# EXERCISE GOAL
Whenever a line below mentions the word "Parsed", that line should be copied.

(SUPPLIED DATA)

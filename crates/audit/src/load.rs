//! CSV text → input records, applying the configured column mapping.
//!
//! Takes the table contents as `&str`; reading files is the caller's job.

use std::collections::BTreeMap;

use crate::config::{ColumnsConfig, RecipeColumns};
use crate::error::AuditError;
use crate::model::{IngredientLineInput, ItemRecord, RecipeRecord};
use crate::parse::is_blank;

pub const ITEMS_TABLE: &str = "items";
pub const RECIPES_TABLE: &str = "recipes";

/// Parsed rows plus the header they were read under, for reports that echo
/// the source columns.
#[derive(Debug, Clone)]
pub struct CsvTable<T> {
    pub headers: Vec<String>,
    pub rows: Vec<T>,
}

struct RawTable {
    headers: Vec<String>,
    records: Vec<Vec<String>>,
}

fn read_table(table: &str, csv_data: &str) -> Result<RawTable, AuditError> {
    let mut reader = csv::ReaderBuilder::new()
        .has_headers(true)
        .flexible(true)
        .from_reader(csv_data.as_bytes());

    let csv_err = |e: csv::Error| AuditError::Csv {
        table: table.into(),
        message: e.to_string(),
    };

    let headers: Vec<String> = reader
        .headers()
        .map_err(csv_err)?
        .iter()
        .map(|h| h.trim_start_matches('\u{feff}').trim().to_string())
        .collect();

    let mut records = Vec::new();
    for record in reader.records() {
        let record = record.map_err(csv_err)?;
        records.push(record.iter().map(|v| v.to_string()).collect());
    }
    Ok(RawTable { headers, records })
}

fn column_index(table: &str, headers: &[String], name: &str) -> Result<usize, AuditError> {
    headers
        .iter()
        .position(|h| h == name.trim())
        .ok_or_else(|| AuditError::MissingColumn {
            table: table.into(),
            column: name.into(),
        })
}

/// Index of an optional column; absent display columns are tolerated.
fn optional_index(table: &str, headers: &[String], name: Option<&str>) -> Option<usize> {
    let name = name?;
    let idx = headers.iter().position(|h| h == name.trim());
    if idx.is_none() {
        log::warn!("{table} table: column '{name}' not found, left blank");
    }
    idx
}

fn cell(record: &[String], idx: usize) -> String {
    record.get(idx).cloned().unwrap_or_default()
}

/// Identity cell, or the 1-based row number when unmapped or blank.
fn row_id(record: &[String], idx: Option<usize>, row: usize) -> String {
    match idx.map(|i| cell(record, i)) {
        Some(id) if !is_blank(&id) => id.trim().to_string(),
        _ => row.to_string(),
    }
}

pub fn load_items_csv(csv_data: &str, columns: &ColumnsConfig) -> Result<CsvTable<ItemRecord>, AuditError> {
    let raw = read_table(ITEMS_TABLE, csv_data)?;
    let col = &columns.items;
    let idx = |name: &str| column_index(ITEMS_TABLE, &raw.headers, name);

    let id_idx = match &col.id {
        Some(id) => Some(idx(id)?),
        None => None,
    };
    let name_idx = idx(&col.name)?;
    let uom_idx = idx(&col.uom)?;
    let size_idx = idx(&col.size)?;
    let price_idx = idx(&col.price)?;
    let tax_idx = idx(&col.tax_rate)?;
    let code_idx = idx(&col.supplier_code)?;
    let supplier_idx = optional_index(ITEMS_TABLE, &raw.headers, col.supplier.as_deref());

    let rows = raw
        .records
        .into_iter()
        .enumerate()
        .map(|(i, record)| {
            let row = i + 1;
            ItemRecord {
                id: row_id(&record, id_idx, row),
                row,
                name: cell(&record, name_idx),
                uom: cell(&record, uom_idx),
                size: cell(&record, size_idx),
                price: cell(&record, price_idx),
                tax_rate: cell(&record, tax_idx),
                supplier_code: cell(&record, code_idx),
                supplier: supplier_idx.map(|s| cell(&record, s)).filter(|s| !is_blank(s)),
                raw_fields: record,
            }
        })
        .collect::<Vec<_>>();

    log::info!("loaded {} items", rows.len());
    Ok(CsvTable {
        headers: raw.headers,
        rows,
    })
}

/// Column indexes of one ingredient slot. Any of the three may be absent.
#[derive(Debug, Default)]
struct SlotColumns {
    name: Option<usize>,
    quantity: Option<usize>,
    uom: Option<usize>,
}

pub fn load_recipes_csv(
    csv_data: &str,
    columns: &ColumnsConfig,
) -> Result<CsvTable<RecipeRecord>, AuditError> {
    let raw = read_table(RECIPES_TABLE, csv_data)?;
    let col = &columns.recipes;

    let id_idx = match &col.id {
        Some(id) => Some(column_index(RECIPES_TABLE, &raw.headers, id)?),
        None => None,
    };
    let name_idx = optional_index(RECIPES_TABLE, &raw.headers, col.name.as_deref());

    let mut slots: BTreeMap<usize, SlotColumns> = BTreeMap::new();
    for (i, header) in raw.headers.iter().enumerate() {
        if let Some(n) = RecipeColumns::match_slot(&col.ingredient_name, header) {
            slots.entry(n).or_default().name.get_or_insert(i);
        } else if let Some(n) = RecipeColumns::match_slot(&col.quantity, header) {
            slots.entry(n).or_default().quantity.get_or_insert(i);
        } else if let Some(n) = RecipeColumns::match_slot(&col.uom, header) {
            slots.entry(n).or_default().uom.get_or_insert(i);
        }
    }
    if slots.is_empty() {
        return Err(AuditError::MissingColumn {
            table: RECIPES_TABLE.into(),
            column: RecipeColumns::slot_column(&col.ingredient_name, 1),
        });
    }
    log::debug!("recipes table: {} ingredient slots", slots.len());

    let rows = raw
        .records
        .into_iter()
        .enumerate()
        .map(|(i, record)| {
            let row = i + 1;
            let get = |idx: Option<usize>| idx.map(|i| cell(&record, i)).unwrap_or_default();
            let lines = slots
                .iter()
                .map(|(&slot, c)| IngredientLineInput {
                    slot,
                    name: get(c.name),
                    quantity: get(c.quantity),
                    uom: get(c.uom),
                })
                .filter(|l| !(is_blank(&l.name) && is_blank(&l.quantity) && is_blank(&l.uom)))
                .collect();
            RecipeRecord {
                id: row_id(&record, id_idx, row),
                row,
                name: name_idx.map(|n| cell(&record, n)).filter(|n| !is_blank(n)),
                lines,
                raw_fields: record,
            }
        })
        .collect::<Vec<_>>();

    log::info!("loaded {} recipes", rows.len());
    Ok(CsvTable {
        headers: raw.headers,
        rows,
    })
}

(End SUPPLIED DATA)
(SUPPLIED DATA)

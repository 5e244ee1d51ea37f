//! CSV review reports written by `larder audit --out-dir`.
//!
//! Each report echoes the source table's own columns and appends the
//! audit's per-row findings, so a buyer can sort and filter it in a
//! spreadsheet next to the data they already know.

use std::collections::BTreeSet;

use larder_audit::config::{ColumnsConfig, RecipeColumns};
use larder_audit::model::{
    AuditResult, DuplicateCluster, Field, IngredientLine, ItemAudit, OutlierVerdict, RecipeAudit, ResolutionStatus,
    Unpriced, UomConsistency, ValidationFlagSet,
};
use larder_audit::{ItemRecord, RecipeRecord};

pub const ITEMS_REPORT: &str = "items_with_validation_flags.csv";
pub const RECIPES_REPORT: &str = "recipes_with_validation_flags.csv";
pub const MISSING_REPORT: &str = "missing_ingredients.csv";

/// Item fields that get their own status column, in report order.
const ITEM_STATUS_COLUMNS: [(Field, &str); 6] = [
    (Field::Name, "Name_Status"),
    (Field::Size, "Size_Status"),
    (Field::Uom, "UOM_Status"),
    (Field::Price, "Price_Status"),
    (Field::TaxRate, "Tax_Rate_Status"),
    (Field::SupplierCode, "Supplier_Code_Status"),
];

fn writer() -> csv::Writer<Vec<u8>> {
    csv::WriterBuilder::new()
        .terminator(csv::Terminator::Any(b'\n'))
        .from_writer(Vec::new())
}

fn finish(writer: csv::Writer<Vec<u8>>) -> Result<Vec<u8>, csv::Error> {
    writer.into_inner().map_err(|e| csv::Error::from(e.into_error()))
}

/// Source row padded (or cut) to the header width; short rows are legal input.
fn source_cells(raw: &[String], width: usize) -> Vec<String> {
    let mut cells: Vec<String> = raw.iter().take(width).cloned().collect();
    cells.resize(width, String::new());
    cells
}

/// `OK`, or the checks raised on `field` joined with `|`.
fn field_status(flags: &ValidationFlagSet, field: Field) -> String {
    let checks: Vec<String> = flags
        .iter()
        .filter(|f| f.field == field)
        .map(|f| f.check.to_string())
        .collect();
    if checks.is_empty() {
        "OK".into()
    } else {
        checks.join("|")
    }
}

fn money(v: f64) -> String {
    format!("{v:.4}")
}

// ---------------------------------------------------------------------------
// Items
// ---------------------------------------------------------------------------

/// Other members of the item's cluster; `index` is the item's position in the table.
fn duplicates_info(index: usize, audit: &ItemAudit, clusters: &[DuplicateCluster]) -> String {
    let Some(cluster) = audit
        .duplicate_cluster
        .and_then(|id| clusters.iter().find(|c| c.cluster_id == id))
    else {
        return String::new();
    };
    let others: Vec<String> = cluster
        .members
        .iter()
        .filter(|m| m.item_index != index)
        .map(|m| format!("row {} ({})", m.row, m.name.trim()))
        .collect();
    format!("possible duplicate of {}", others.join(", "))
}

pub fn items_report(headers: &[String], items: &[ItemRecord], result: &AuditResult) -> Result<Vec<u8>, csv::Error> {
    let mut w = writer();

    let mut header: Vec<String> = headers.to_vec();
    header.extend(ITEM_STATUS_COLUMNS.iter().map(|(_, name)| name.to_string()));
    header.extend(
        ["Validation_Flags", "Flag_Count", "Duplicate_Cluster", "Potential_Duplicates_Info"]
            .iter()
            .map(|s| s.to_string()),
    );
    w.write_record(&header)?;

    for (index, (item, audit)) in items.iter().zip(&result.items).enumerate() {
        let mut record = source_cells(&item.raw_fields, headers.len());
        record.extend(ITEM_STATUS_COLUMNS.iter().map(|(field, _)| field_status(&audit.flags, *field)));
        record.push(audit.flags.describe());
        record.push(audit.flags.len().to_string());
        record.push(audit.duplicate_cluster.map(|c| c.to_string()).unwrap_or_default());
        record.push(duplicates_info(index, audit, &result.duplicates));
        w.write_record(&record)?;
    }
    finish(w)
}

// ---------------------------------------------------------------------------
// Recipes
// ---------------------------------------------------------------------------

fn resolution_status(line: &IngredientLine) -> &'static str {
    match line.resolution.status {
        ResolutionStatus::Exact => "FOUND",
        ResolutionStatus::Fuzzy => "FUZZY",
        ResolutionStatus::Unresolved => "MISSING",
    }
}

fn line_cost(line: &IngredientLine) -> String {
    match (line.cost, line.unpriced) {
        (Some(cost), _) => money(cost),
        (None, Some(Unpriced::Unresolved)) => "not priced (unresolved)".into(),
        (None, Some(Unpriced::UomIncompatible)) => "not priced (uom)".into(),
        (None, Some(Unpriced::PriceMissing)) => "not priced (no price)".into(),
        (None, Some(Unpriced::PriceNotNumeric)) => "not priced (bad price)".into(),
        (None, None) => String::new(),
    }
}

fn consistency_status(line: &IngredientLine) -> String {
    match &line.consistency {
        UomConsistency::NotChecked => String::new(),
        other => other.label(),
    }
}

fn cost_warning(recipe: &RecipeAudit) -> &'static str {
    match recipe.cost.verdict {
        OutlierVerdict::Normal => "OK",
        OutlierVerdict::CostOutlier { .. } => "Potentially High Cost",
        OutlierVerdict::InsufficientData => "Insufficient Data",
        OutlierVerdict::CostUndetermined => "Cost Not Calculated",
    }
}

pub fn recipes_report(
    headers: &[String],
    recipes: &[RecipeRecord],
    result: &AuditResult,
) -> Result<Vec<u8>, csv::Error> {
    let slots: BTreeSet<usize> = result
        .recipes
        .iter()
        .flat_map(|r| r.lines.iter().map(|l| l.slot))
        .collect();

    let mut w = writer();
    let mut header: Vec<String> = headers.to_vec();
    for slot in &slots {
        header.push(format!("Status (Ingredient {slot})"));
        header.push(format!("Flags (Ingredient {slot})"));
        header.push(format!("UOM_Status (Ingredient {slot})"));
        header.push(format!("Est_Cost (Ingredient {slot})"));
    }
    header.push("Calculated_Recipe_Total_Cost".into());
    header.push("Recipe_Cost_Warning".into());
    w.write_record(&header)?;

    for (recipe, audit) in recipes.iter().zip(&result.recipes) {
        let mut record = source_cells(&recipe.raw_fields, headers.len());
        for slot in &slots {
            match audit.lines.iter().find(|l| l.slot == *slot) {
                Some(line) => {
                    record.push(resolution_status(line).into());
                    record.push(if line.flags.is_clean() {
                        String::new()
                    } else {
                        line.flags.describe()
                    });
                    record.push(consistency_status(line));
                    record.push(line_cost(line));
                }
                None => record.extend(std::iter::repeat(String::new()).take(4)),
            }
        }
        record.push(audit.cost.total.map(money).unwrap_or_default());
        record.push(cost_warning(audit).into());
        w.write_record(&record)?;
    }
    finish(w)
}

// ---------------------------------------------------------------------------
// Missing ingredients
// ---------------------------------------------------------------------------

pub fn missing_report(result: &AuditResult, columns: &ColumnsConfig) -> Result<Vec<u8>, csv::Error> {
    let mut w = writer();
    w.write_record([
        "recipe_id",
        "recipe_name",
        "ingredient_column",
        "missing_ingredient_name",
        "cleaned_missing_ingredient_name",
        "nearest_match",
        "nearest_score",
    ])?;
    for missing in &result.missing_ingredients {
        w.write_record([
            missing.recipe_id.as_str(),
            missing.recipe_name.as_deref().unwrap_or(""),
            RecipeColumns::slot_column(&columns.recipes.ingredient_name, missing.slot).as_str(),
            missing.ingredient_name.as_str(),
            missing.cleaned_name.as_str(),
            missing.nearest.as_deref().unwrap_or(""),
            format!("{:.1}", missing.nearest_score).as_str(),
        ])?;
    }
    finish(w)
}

(End SUPPLIED DATA)
(SUPPLIED DATA)

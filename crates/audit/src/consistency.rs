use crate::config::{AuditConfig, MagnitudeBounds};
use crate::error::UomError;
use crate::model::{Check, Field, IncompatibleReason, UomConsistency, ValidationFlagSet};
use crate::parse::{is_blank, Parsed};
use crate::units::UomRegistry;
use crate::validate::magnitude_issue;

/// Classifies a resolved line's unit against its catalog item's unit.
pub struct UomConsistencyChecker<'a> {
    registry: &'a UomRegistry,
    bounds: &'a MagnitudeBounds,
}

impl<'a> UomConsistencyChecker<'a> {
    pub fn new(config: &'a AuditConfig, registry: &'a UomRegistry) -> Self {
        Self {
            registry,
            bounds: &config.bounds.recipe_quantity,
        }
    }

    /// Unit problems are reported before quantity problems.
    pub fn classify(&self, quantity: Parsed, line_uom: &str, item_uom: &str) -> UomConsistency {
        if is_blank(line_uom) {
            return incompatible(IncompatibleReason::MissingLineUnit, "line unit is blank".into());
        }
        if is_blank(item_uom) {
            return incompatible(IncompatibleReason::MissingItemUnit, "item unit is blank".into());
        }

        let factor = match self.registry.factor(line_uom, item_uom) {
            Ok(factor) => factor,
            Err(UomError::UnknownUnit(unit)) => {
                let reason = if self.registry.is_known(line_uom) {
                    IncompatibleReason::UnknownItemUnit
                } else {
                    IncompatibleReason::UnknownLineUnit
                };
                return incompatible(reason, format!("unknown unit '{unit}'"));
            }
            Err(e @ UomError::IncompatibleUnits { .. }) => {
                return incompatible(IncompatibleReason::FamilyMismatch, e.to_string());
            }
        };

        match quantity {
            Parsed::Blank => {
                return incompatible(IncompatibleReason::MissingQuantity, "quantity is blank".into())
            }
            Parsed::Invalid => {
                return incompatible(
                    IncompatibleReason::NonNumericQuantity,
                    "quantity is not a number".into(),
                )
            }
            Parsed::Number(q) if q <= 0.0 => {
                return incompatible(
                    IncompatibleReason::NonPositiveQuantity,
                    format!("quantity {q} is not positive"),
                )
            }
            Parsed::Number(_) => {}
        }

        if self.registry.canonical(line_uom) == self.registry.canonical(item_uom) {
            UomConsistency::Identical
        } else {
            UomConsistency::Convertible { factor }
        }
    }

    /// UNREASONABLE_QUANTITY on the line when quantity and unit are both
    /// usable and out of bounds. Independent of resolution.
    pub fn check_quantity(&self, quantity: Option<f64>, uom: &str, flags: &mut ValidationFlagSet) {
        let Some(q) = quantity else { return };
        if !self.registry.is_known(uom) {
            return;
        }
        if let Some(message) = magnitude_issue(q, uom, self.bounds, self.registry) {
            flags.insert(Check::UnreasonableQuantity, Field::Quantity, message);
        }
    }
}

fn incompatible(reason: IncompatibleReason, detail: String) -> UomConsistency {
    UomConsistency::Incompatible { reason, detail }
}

(End SUPPLIED DATA)

# REPLY TO THE EXERCISE
/// Parsed rows plus the header they were read under, for reports that echo
use crate::parse::{is_blank, Parsed};
    pub fn classify(&self, quantity: Parsed, line_uom: &str, item_uom: &str) -> UomConsistency {
            Parsed::Blank => {
            Parsed::Invalid => {
            Parsed::Number(q) if q <= 0.0 => {
            Parsed::Number(_) => {}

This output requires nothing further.